2009 July 22 | She Obeys
Jul 22

You know those random romantic/sexy moments that make you grin like a fool?  Your heart flutters and your breathing quickens and you get the urge to squeal, even if you’re in public?

I had one of those the other day…  It was a long day that included a 22-hour shift and I was generally just trying to suck it up and make it through the lameness of work.  And I got this email, completely out of the blue:

You know what I miss? You cleaning off my cock after I piss.

Rawr!  *squeal-wiggle-grin*

I miss it too.

Kinks?  I haz them.

But what I really miss is not just the act…  It’s the feelings that go with proof-positive displays of intimacy and slavery (yeah, yeah, even though I’m *not* a slave, blah).

I experience a depth of emotion that is, simply put, different, when I actually DO something I say I want/will do.  Before I ever cleaned him off after he pissed, I promised him (in so many words) “I will kneel beside you while you’re pissing, and wait until you’re done, wait until you take my hair in your hands and yank my face toward you.  I’ll lick and suck the bitter, foul drops of urine until all I can taste is you.”

And I meant it.   I really did.   It was a rush to think about, to imagine, to say, to promise, to *know* it was true. But if it was a rush to say it, it was a fucking tidal wave to DO it.

And that is such a teeny tiny act in the scope of things.

It got me thinking about the bigger acts.  Antonio always, ALWAYS says: “Actions speak louder than words.”  He is right, of course, without a single doubt in my mind.  Words are beautiful and emotions intense. Promises and avowals are powerful and deep.  But actions?  Well, hell, they’re just better.

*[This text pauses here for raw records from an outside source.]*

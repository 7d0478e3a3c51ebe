use std::path::Path;
use std::sync::Arc;

use log::{error, info};
use ndarray::Array4;
use ort::session::Session;

use super::error::ClassifierError;
use super::labels::load_labels;
use super::model::{run_scores, ImageClassifier};
use crate::runtime::{open_session, RuntimeConfig};

/// Input size `(width, height)` assumed when the caller does not override it.
pub const DEFAULT_INPUT_SIZE: (u32, u32) = (224, 224);

/// A builder for constructing an [`ImageClassifier`] with a fluent interface.
///
/// Loading the model and the labels are fallible steps, so both return
/// `Result`; [`build`](ClassifierBuilder::build) performs the final
/// validation that the label count matches the model's output width.
///
/// # Example
/// ```no_run
/// # fn main() -> Result<(), Box<dyn std::error::Error>> {
/// use moodlens::ImageClassifier;
///
/// let classifier = ImageClassifier::builder()
///     .with_model("models/model.onnx")?
///     .with_labels("models/labels.txt")?
///     .with_input_size(224, 224)
///     .build()?;
/// # Ok(())
/// # }
/// ```
#[derive(Default, Debug)]
pub struct ClassifierBuilder {
    model_path: Option<String>,
    labels_path: Option<String>,
    session: Option<Session>,
    labels: Option<Vec<String>>,
    input_size: Option<(u32, u32)>,
    runtime_config: RuntimeConfig,
}

impl ClassifierBuilder {
    /// Creates a new empty ClassifierBuilder instance with default configuration
    pub fn new() -> Self {
        Self::default()
    }

    /// Sets the runtime configuration for ONNX model execution
    pub fn with_runtime_config(mut self, config: RuntimeConfig) -> Self {
        self.runtime_config = config;
        self
    }

    /// Sets the input size `(width, height)` the model expects images to be
    /// fitted to. Defaults to [`DEFAULT_INPUT_SIZE`].
    pub fn with_input_size(mut self, width: u32, height: u32) -> Self {
        self.input_size = Some((width, height));
        self
    }

    /// Loads the serialized model from `path`.
    ///
    /// # Errors
    /// Returns a [`ClassifierError::BuildError`] if:
    /// - The path is empty or already set
    /// - The model file does not exist
    /// - The session failed to load
    /// - The model structure is invalid (no inputs or no outputs)
    pub fn with_model(mut self, path: impl AsRef<Path>) -> Result<Self, ClassifierError> {
        let path = path.as_ref();
        if path.as_os_str().is_empty() {
            return Err(ClassifierError::BuildError(
                "Model path cannot be empty".to_string(),
            ));
        }
        if self.model_path.is_some() {
            return Err(ClassifierError::BuildError(
                "Model path already set".to_string(),
            ));
        }
        if !path.exists() {
            return Err(ClassifierError::BuildError(format!(
                "Model file not found: {}",
                path.display()
            )));
        }

        let session = open_session(path, &self.runtime_config)?;
        Self::validate_model(&session)?;
        info!("Model structure validated successfully");

        self.model_path = Some(path.to_string_lossy().to_string());
        self.session = Some(session);
        Ok(self)
    }

    /// Loads the class labels from `path`.
    ///
    /// # Errors
    /// Returns a [`ClassifierError::BuildError`] wrapping the underlying
    /// [`LabelError`](super::LabelError) if the file is missing or malformed,
    /// or if the labels path is already set.
    pub fn with_labels(mut self, path: impl AsRef<Path>) -> Result<Self, ClassifierError> {
        let path = path.as_ref();
        if self.labels_path.is_some() {
            return Err(ClassifierError::BuildError(
                "Labels path already set".to_string(),
            ));
        }

        let labels = load_labels(path).map_err(|e| {
            error!("Failed to load labels: {}", e);
            ClassifierError::BuildError(format!("Failed to load labels: {}", e))
        })?;
        info!("Labels loaded successfully: {:?}", labels);

        self.labels_path = Some(path.to_string_lossy().to_string());
        self.labels = Some(labels);
        Ok(self)
    }

    /// Builds and returns the final [`ImageClassifier`] instance.
    ///
    /// Runs a single zero tensor through the model to learn its output
    /// cardinality, then checks that the label count matches it.
    ///
    /// # Errors
    /// - [`ClassifierError::BuildError`] if the model or labels are not set
    /// - [`ClassifierError::PredictionError`] if the probe inference fails
    /// - [`ClassifierError::ValidationError`] if the label count does not
    ///   match the model's output classes
    pub fn build(self) -> Result<ImageClassifier, ClassifierError> {
        let (model_path, session) = match (self.model_path, self.session) {
            (Some(path), Some(session)) => (path, session),
            _ => {
                return Err(ClassifierError::BuildError(
                    "Model path must be set".to_string(),
                ))
            }
        };
        let (labels_path, labels) = match (self.labels_path, self.labels) {
            (Some(path), Some(labels)) => (path, labels),
            _ => {
                return Err(ClassifierError::BuildError(
                    "Labels path must be set".to_string(),
                ))
            }
        };
        let input_size = self.input_size.unwrap_or(DEFAULT_INPUT_SIZE);

        // Infer the output width by running a probe input through the model.
        let (width, height) = input_size;
        let probe = Array4::<f32>::zeros((1, height as usize, width as usize, 3));
        let scores = run_scores(&session, &probe)?;
        let output_cardinality = scores.len();
        info!("Inferred output cardinality from model: {}", output_cardinality);

        if labels.len() != output_cardinality {
            return Err(ClassifierError::ValidationError(format!(
                "The number of labels ({}) does not match the model's output classes ({})",
                labels.len(),
                output_cardinality
            )));
        }

        Ok(ImageClassifier {
            model_path,
            labels_path,
            session: Arc::new(session),
            labels: Arc::new(labels),
            input_size,
            output_cardinality,
        })
    }

    /// Validates that the model has the expected input/output structure
    fn validate_model(session: &Session) -> Result<(), ClassifierError> {
        if session.inputs.is_empty() {
            return Err(ClassifierError::ModelError(
                "Model must have at least 1 input for the image batch".to_string(),
            ));
        }
        if session.outputs.is_empty() {
            return Err(ClassifierError::ModelError(
                "Model must have at least 1 output for class scores".to_string(),
            ));
        }
        Ok(())
    }
}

I have seen things that have given me unshakable faith in that fact.

People use so many words.  And they think they mean them.  They swear they do.  People stand in churches before their families, friends, their partner and their God and swear eternal devotion. And weddings are beautiful things, don’t get me wrong.  Those verbal commitments, the love, the promises, are all fab-u-lous.

But I’ve seen something better.

I’ve watched a woman drag cushions off a couch in a hospice and place them on the floor beside her dying husband …  I’ve watched her lower his hospital bed all the way and curl up on those cushions so she could sleep  while holding his hand through the night, every night, during his final weeks …   I watched weight fall off her because she couldn’t bear to eat when he couldn’t … I watched her fight unimaginable emotions as he broke out of his unconsciousness in the middle of the night from pain so intense  they didn’t have pain killers that could even take the edge off …  I watched her stay strong by his side as cancer ate his bones and lungs and brain and stomach until he was a shell of a human being, struggling past endurance for every single breath …  I watched her gently shake her husband every time his breathing slowed in those last few days, desperate not to lose him …  I watched the pain and resolve in her face when, one day, she started to reach out to shake him and pulled her hand back at the last minute because she knew it was kinder to let him go …  I took the call from her at 11:30pm the next night, telling me he had died …  After I hung up, I crawled back into bed with her (and his) two little girls, six and ten years old, my Godsisters and watched them sleep, fatherless …  I held the younger one in my arms the next morning, while the older one sat on her mother’s lap, as this amazing woman told them their daddy went to heaven and promised them he wasn’t hurting anymore.

A decade and a half ago I watched her stand in church beside that man and  say, “’Til death do us part.”

And three years ago I watched her lie on the cold, hard floor beside that same man and live it.

When you’ve seen something like that?  You know with a certainty beyond reproach that actions speak louder than words.